### What the task requires
Using the data below, return all lines in which "LoadArgs" appears.

### Extracted material

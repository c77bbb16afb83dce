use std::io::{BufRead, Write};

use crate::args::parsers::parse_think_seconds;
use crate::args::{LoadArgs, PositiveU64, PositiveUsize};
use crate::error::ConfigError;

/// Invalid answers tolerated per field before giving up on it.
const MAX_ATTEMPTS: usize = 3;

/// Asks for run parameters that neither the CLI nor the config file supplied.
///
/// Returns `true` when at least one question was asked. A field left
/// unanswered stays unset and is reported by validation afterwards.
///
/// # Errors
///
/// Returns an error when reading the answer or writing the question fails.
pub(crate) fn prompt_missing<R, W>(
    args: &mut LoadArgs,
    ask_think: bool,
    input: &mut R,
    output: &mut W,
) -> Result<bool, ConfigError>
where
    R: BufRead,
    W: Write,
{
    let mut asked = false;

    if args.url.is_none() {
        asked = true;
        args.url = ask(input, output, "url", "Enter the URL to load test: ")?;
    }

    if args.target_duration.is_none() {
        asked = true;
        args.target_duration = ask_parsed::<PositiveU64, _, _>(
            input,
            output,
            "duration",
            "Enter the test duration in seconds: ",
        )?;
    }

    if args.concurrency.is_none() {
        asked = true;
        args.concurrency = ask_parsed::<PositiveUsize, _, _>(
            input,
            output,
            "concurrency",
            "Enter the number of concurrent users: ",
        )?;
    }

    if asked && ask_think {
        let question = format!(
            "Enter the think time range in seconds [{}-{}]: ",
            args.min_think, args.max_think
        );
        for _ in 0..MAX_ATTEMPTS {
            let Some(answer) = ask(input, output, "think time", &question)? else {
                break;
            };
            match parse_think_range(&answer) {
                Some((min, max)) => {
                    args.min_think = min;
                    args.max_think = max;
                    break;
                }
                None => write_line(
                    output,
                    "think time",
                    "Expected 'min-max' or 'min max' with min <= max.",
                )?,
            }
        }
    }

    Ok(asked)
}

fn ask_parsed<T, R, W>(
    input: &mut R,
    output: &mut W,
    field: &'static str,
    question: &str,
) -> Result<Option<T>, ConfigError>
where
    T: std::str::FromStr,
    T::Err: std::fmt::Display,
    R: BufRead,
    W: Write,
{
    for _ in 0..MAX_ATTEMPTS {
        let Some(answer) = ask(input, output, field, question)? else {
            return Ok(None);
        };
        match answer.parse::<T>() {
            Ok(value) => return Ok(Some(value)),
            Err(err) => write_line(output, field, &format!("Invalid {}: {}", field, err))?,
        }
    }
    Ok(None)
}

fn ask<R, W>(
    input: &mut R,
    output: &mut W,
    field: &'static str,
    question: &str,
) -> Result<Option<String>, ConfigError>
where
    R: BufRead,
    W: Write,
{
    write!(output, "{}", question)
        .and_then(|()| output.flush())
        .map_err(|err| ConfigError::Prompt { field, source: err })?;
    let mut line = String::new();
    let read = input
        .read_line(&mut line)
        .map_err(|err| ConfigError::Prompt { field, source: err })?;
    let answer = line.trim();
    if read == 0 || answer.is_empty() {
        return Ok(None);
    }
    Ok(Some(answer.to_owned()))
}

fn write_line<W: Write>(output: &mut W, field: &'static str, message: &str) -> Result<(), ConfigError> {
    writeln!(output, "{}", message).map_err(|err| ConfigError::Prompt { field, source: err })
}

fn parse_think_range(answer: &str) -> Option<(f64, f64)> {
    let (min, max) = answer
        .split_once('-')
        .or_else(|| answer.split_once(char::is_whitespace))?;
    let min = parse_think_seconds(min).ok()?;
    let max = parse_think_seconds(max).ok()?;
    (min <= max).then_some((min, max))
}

--

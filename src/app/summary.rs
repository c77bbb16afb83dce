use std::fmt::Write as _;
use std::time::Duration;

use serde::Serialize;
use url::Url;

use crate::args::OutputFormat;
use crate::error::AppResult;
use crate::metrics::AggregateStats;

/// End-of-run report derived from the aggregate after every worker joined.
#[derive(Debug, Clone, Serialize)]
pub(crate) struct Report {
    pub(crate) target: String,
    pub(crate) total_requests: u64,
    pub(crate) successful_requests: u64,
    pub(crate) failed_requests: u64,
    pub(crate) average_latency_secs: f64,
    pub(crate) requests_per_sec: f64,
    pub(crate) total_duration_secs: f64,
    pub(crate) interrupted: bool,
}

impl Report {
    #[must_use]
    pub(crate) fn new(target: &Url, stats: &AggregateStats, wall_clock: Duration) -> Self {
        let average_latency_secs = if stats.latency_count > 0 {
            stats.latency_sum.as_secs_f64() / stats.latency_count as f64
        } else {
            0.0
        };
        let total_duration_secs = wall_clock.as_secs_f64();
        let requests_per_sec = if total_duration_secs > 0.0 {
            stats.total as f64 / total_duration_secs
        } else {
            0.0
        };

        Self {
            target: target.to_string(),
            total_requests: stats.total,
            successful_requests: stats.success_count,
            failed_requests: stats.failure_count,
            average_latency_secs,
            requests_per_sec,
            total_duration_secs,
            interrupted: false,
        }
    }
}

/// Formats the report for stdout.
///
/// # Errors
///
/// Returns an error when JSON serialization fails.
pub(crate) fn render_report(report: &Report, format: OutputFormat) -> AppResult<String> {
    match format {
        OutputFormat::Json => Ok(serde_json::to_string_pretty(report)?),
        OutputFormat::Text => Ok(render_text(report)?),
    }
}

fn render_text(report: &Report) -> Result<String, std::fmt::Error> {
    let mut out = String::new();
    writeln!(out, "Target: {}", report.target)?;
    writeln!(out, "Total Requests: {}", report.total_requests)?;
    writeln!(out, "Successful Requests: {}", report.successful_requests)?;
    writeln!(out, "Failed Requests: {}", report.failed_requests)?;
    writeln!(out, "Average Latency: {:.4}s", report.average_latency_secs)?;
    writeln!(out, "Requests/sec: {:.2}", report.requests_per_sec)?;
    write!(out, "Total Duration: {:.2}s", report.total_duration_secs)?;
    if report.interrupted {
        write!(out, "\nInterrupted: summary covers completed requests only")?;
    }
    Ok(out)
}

### Answer section
use crate::args::{LoadArgs, PositiveU64, PositiveUsize};
    args: &mut LoadArgs,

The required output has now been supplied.